INICIO > OPINION
A-  | A  | A+

16 mil desaparecidos en Jalisco

El Registro Nacional de Personas Desaparecidas y no Localizadas ha llegado a prácticamente 16 mil personas que están en esta situación en Jalisco al día de hoy; cuesta trabajo dimensionar la tragedia cuando se mencionan cifras, son las historias de las familias las que nos acercan de una manera más sensible al dolor y la urgencia de atención ante esta grave problemática. 

Tratando de situar con algunos puntos de comparación cuánto representan esas 16 mil personas desaparecidas y no localizadas podríamos mencionar la población de varios municipios en 2020: San Julián tenía 16 mil 792 habitantes, Tecalitlán (16 mil 705), Tecolotlán (16 mil 603), San Gabriel (16 mil 548), Amatitán (16 mil 490), Gómez Farías (16 mil 431), Talpa de Allende (14 mil 997), Mascota (14 mil 451), Mazamitla (14 mil 043); de los municipios menos poblados en el estado cinco de ellos; Santa María del Oro, Ejutla, Cuautla, San Cristóbal de la Barranca y Chimaltitán tienen 15 mil 251 habitantes en su conjunto. 

Dieciséis mil personas sería un aforo entre la capacidad del Auditorio Benito Juárez, en donde caben 13 mil, y el Estadio 3 de Marzo, que puede albergar 18 mil 879. 

El CUCEI (Centro Universitario de Ciencias Exactas e Ingenierías de la UdeG) tiene 14 mil 581 estudiantes.
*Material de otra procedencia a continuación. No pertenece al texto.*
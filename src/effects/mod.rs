//! Per-layer effect operations and the chain runner that applies them in order.

pub(crate) mod blur;
pub(crate) mod chain;
pub(crate) mod ops;
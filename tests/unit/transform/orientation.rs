use super::*;
use kurbo::Point;

#[test]
fn identity_keeps_size() {
    let o = normalize_orientation(Affine::IDENTITY, Size::new(6, 4));
    assert!(o.is_identity());
    assert_eq!(o.size, Size::new(6, 4));
}

#[test]
fn quarter_turn_swaps_dimensions() {
    // Typical portrait phone capture: rotate 90 degrees then shift right by the height.
    let preferred = Affine::new([0.0, 1.0, -1.0, 0.0, 4.0, 0.0]);
    let o = normalize_orientation(preferred, Size::new(6, 4));
    assert_eq!(o.size, Size::new(4, 6));
    // Top-left of the stored frame lands in the top-right corner.
    let p = o.to_output * Point::new(0.0, 0.0);
    assert!((p.x - 4.0).abs() < 1e-9 && p.y.abs() < 1e-9);
}

#[test]
fn translation_is_recomputed_from_the_bounding_box() {
    // Same rotation with a bogus translation still lands inside the output.
    let preferred = Affine::new([0.0, 1.0, -1.0, 0.0, 123.0, -7.0]);
    let o = normalize_orientation(preferred, Size::new(6, 4));
    let corner = o.to_output * Point::new(6.0, 4.0);
    assert!(corner.x.abs() < 1e-9 && (corner.y - 6.0).abs() < 1e-9);
}

#[test]
fn half_turn_keeps_dimensions_and_flips() {
    let preferred = Affine::new([-1.0, 0.0, 0.0, -1.0, 6.0, 4.0]);
    let o = normalize_orientation(preferred, Size::new(6, 4));
    assert_eq!(o.size, Size::new(6, 4));
    let p = o.to_natural() * Point::new(0.5, 0.5);
    assert!((p.x - 5.5).abs() < 1e-9 && (p.y - 3.5).abs() < 1e-9);
}

#[test]
fn near_axis_values_snap() {
    let preferred = Affine::new([1e-9, 0.999_999, -1.000_001, 0.0, 0.0, 0.0]);
    let o = normalize_orientation(preferred, Size::new(2, 8));
    assert_eq!(o.size, Size::new(8, 2));
}

#[test]
fn singular_transform_falls_back_to_identity() {
    let o = normalize_orientation(Affine::scale(0.0), Size::new(3, 5));
    assert!(o.is_identity());
    assert_eq!(o.size, Size::new(3, 5));
}
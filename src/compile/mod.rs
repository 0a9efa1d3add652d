//! Timeline compilation: layer projection, track allocation and instruction building.

pub(crate) mod instructions;
pub(crate) mod tracks;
En el ITESO la comunidad universitaria es de 13 mil 400 estudiantes (licenciatura, posgrado y preparatoria) y mil 500 académicos (14 mil 900 personas en total). Por su parte, la marcha 8M de Guadalajara (2022) se estimó en 15 mil participantes. 
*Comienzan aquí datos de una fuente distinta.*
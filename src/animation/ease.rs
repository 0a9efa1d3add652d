/// Easing curve applied between two keyframes.
#[derive(Clone, Copy, Debug, Default, PartialEq, Eq, serde::Serialize, serde::Deserialize)]
pub enum Ease {
    /// Identity curve.
    #[default]
    Linear,
    /// Quadratic ease-in.
    InQuad,
    /// Quadratic ease-out.
    OutQuad,
    /// Quadratic ease-in-out.
    InOutQuad,
    /// Cubic ease-in.
    InCubic,
    /// Cubic ease-out.
    OutCubic,
    /// Cubic ease-in-out.
    InOutCubic,
}

impl Ease {
    /// Map normalized progress `t` (clamped to `[0, 1]`) through the curve.
    pub fn apply(self, t: f64) -> f64 {
        let t = t.clamp(0.0, 1.0);
        match self {
            Self::Linear => t,
            Self::InQuad => t * t,
            Self::OutQuad => 1.0 - (1.0 - t) * (1.0 - t),
            Self::InOutQuad => {
                if t < 0.5 {
                    2.0 * t * t
                } else {
                    1.0 - ((-2.0 * t + 2.0).powi(2) / 2.0)
                }
            }
            Self::InCubic => t * t * t,
            Self::OutCubic => 1.0 - (1.0 - t).powi(3),
            Self::InOutCubic => {
                if t < 0.5 {
                    4.0 * t * t * t
                } else {
                    1.0 - ((-2.0 * t + 2.0).powi(3) / 2.0)
                }
            }
        }
    }
}

#[cfg(test)]
#[path = "../../tests/unit/animation/ease.rs"]
mod tests;
//! Layer placement math.
//!
//! Layer transforms are expressed as model/view/projection matrices over a source quad; the blend
//! stage inverts the combined matrix to map destination pixels back to source texels.

pub(crate) mod layer;
pub(crate) mod orientation;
Del total de personas desaparecidas en Jalisco en el registro nacional hay 13 mil 288 hombres y 2 mil 694 mujeres; el rango de edad en la que desaparecen más hombres en Jalisco está entre 25 y 29 años, y en mujeres, de 15 a 19. De ese total de 16 mil personas que no han sido localizadas hay mil 303 menores de edad (691 niños/adolescentes, 612 niñas/adolescentes). 

En ese sentido, destaco algunos de los puntos que hace falta atender de manera urgente en Jalisco: 

1. La problemática de las desapariciones prevalece, aunada al rezago o crisis forense que sigue sin solución. 
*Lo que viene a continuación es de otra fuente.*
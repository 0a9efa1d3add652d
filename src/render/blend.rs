use crate::{
    foundation::error::{LaminaError, LaminaResult},
    foundation::math::{add_sat_u8, mul_div255_u8, unit_to_u8},
    render::texture::{SamplingMode, Texture},
    transform::layer::Transform,
};

/// Per-pixel compositing formula.
///
/// Formulas are over premultiplied source `s` and destination `d` with alphas `Sa`, `Da`.
#[derive(Clone, Copy, Debug, Default, PartialEq, Eq, Hash, serde::Serialize, serde::Deserialize)]
#[serde(rename_all = "snake_case")]
pub enum BlendMode {
    /// `s + d(1 - Sa)`.
    #[default]
    Normal,
    /// `min(1, s + d)`.
    Add,
    /// `s(1 - Da) + d(1 - Sa) + s·d`.
    Multiply,
    /// `s + d - s·d`.
    Screen,
    /// `min(s·Da, d·Sa) + s(1 - Da) + d(1 - Sa)`.
    Darken,
    /// `max(s·Da, d·Sa) + s(1 - Da) + d(1 - Sa)`.
    Lighten,
    /// `s + d - 2·min(s·Da, d·Sa)`.
    Difference,
}

/// Inputs of one [`blend`] call.
#[derive(Clone, Copy, Debug, PartialEq)]
pub struct BlendParams {
    /// Compositing formula.
    pub mode: BlendMode,
    /// Multiplier on the (premultiplied) source, clamped to `[0, 1]`.
    pub opacity: f32,
    /// Placement of the source quad.
    pub transform: Transform,
    /// When `false` the destination is treated as transparent and fully overwritten.
    pub enable_output_read: bool,
}

impl Default for BlendParams {
    fn default() -> Self {
        Self {
            mode: BlendMode::Normal,
            opacity: 1.0,
            transform: Transform::IDENTITY,
            enable_output_read: true,
        }
    }
}

/// Premultiplied source-over with an opacity multiplier.
pub fn over(dst: [u8; 4], src: [u8; 4], opacity: f32) -> [u8; 4] {
    let opacity = opacity.clamp(0.0, 1.0);
    if opacity <= 0.0 || src[3] == 0 {
        return dst;
    }
    let op = u16::from(unit_to_u8(opacity));
    let sa = mul_div255_u8(u16::from(src[3]), op);
    if sa == 0 {
        return dst;
    }
    let inv = 255u16 - u16::from(sa);

    let mut out = [0u8; 4];
    out[3] = add_sat_u8(sa, mul_div255_u8(u16::from(dst[3]), inv));
    for i in 0..3 {
        let sc = mul_div255_u8(u16::from(src[i]), op);
        let dc = mul_div255_u8(u16::from(dst[i]), inv);
        out[i] = add_sat_u8(sc, dc);
    }
    out
}

/// Combine one premultiplied source pixel (opacity already applied) with `dst`.
pub fn blend_pixel(mode: BlendMode, dst: [u8; 4], src: [u8; 4]) -> [u8; 4] {
    if mode == BlendMode::Normal {
        return over(dst, src, 1.0);
    }
    if src == [0, 0, 0, 0] {
        return dst;
    }
    let s = src.map(|v| f32::from(v) / 255.0);
    let d = dst.map(|v| f32::from(v) / 255.0);
    let (sa, da) = (s[3], d[3]);

    let mut out = [0u8; 4];
    for i in 0..3 {
        let (sc, dc) = (s[i], d[i]);
        let v = match mode {
            BlendMode::Normal => sc + dc * (1.0 - sa),
            BlendMode::Add => (sc + dc).min(1.0),
            BlendMode::Multiply => sc * (1.0 - da) + dc * (1.0 - sa) + sc * dc,
            BlendMode::Screen => sc + dc - sc * dc,
            BlendMode::Darken => (sc * da).min(dc * sa) + sc * (1.0 - da) + dc * (1.0 - sa),
            BlendMode::Lighten => (sc * da).max(dc * sa) + sc * (1.0 - da) + dc * (1.0 - sa),
            BlendMode::Difference => sc + dc - 2.0 * (sc * da).min(dc * sa),
        };
        out[i] = unit_to_u8(v);
    }
    out[3] = match mode {
        BlendMode::Add => unit_to_u8(sa + da),
        _ => unit_to_u8(sa + da - sa * da),
    };
    // Keep the result a valid premultiplied pixel.
    for i in 0..3 {
        out[i] = out[i].min(out[3]);
    }
    out
}

/// Composite `src` onto `dst` with `params`.
///
/// Destination pixel centers are mapped back through the inverse of the transform; positions that
/// fall outside the source contribute nothing. Opacity 0 with output read enabled leaves `dst`
/// untouched.
pub fn blend(
    dst: &mut Texture,
    src: &Texture,
    params: &BlendParams,
    sampling: SamplingMode,
) -> LaminaResult<()> {
    if !dst.is_drawable() {
        return Err(LaminaError::evaluation("blend destination is not drawable"));
    }
    if !src.is_drawable() {
        return Err(LaminaError::evaluation("blend source is not drawable"));
    }
    if !params.enable_output_read {
        dst.clear();
    }
    let opacity = params.opacity.clamp(0.0, 1.0);
    if opacity <= 0.0 {
        return Ok(());
    }
    let Some(mapping) = params
        .transform
        .matrices(src.size(), dst.size())
        .source_mapping(src.size(), dst.size())
    else {
        tracing::trace!("degenerate layer transform, nothing to draw");
        return Ok(());
    };

    let op = u16::from(unit_to_u8(opacity));
    let sw = f64::from(src.width());
    let sh = f64::from(src.height());
    let w = dst.width() as usize;

    for (i, d) in dst.data_mut().chunks_exact_mut(4).enumerate() {
        let x = (i % w) as f64 + 0.5;
        let y = (i / w) as f64 + 0.5;
        let Some((sx, sy)) = mapping.map(x, y) else {
            continue;
        };
        if sx < 0.0 || sy < 0.0 || sx >= sw || sy >= sh {
            continue;
        }
        let mut s = src.sample(sx, sy, sampling);
        if op < 255 {
            s = s.map(|c| mul_div255_u8(u16::from(c), op));
        }
        let out = blend_pixel(params.mode, [d[0], d[1], d[2], d[3]], s);
        d.copy_from_slice(&out);
    }
    Ok(())
}

#[cfg(test)]
#[path = "../../tests/unit/render/blend.rs"]
mod tests;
2. Hasta el momento no se ha realizado un estudio o análisis de contexto sobre las desapariciones a nivel local. 

3. Existe un rezago en el presupuesto y personal dedicado a investigar y buscar, se acumulan las carpetas de investigación y los operativos de búsqueda en vida son escasos. 

4. La identificación forense es lenta, burocrática y los recursos que se destinan son insuficientes. 

5. La búsqueda y localización en las llamadas fosas clandestinas tampoco se realiza de manera acorde con la dimensión de la problemática. La reciente brigada realizada por buscadoras de Sonora en acompañamiento a colectivos de Jalisco es prueba de ello pues localizaron 28 cuerpos en una semana y dejaron los indicios necesarios para que se localizaran en total 59. 

6. Persisten deficiencias en la atención por parte de quienes se hacen cargo de los reportes, aunque el protocolo nacional homologado indica que las primeras horas son fundamentales para localizarles, se les sigue diciendo a las familias que se esperen para reportar la desaparición. 

7. Las familias denuncian que son ellas quienes hacen las investigaciones y búsqueda, la mayoría de las veces sin acompañamiento de la Fiscalía en el proceso.  

8. Existe un subregistro de personas desaparecidas, muchas familias no denuncian las desapariciones por miedo ante las amenazas. 

9. Hay pocas sentencias por el delito de desaparición forzada; en Jalisco eran apenas cinco sentencias (Cepad) entre 2018 y 2020. 

10. A pesar de que la ley sobre personas desaparecidas de Jalisco ya tiene un año en vigor, hay procesos de atención que aún no terminan de implementarse. 

Por eso es tan valioso el abrazo solidario de las 15 mil participantes de la marcha del 8M en Guadalajara exigiendo la búsqueda de las y los desaparecidos.